# Is there anything she will not eat??????



## fifi (Jan 26, 2006)

Well, I do not know what to do. Does your maltese have almost "human" taste for food? Fifi pried open the fridge door with her nose while I was at work (so I assume it is with her nose...) , ate a heat of lettuce, a whole pound of sliced turkey (funny enough she did not touch the bologna...not expensive enough for Miss Snob I gather..) and polished the last piece of apple pie. Here goes another pound: and since we are seeing the vet next week about her weight and her diet, I am ready to pur her on slimfast!!! Does yours like to eat everything when you are not in sight?


----------



## k/c mom (Oct 9, 2004)

OMG! This is just heartbreaking for me to read. All that food is just not at all good for her.

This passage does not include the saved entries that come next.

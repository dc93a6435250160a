//! Per-user ledger accounts.
//!
//! An account holds a single running balance. It is created together with its
//! user, never deleted while the user exists, and mutated only by the
//! transaction recorder through one atomic balance update (see
//! `ops::ledger`). Nothing else writes to it.

use sea_orm::entity::prelude::*;
use serde::Serialize;
use uuid::Uuid;

use crate::{EngineError, Money};

/// A user's ledger account.
#[derive(Clone, Debug, PartialEq, Eq, Serialize)]
pub struct Account {
    pub id: Uuid,
    pub user_id: Uuid,
    pub balance: Money,
}

impl Account {
    /// How much the user owes: `max(0, -balance)`.
    #[must_use]
    pub fn debt_amount(&self) -> Money {
        if self.balance.is_negative() {
            -self.balance
        } else {
            Money::ZERO
        }
    }
}

#[derive(Clone, Debug, PartialEq, DeriveEntityModel, Eq)]
#[sea_orm(table_name = "accounts")]
pub struct Model {
    #[sea_orm(primary_key, auto_increment = false)]
    pub id: String,
    #[sea_orm(unique)]
    pub user_id: String,
    pub balance: i64,
}

#[derive(Copy, Clone, Debug, EnumIter, DeriveRelation)]
pub enum Relation {
    #[sea_orm(
        belongs_to = "super::users::Entity",
        from = "Column::UserId",
        to = "super::users::Column::Id",
        on_update = "NoAction",
        on_delete = "Restrict"
    )]
    Users,
}

impl Related<super::users::Entity> for Entity {
    fn to() -> RelationDef {
        Relation::Users.def()
    }
}

impl ActiveModelBehavior for ActiveModel {}

impl TryFrom<Model> for Account {
    type Error = EngineError;

    fn try_from(model: Model) -> Result<Self, Self::Error> {
        Ok(Self {
            id: Uuid::parse_str(&model.id)
                .map_err(|_| EngineError::NotFound("account".to_string()))?,
            user_id: Uuid::parse_str(&model.user_id)
                .map_err(|_| EngineError::NotFound("user".to_string()))?,
            balance: Money::new(model.balance),
        })
    }
}

#[cfg(test)]
mod tests {
    use super::*;

    #[test]
    fn debt_amount_is_zero_for_credit_balances() {
        let account = Account {
            id: Uuid::new_v4(),
            user_id: Uuid::new_v4(),
            balance: Money::new(10_00),
        };
        assert_eq!(account.debt_amount(), Money::ZERO);
    }

    #[test]
    fn debt_amount_mirrors_negative_balances() {
        let account = Account {
            id: Uuid::new_v4(),
            user_id: Uuid::new_v4(),
            balance: Money::new(-2500_00),
        };
        assert_eq!(account.debt_amount(), Money::new(2500_00));
    }
}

Perhaps the refrig did not shut all the way. I don't see how a dog could have enough strengh in its nose to open a fully closed refrigerator.


----------



## carrie (Aug 24, 2004)

Geez...your fridge must have bad seals or something...LOL
Poor Fifi. That food's not good for her... Did she become sick? If she's able to get in the fridge, you may have to crate her when you leave, for her safety. 
My Irish Setter used to get into the fridge, but it was because I had a decorative towel buttoned on the handle. When I CAUGHT her pulling on it, I got rid of that thing ASAP!! 
Anyway, good luck with Fifi's appetite.


----------



## Gemma (Jan 19, 2006)

I'm sorry I know it's not funny but your post made me laugh especially when it came with her picture too. obviously she has a eating disorder. I think we all have problems with our malts not eating. I say make sure you put some ducktape (sp) on the frig door. She is a stronge woman







It is hard to not feed her especially looking at that face. She looks like she is ready to eat in that picture, she is saying what's for desert !!


----------



## fifi (Jan 26, 2006)

And that's the scary part: she was not ill whatsoever, and we think that she opened the door because my daughter did not close it properly. The kitchen is the room where she is confined during the day. You can be sure that now I make sure everything is closed before I am out the door. And I totally agree that this is not good for her: even though DH laughed so hard, because his "little princess" preferred the turkey!!


----------



## MalteseJane (Nov 21, 2004)

Most dogs are that way. They will eat as long as there is something there. The ones that restrain themselve are the exception. I too had to laugh at your post.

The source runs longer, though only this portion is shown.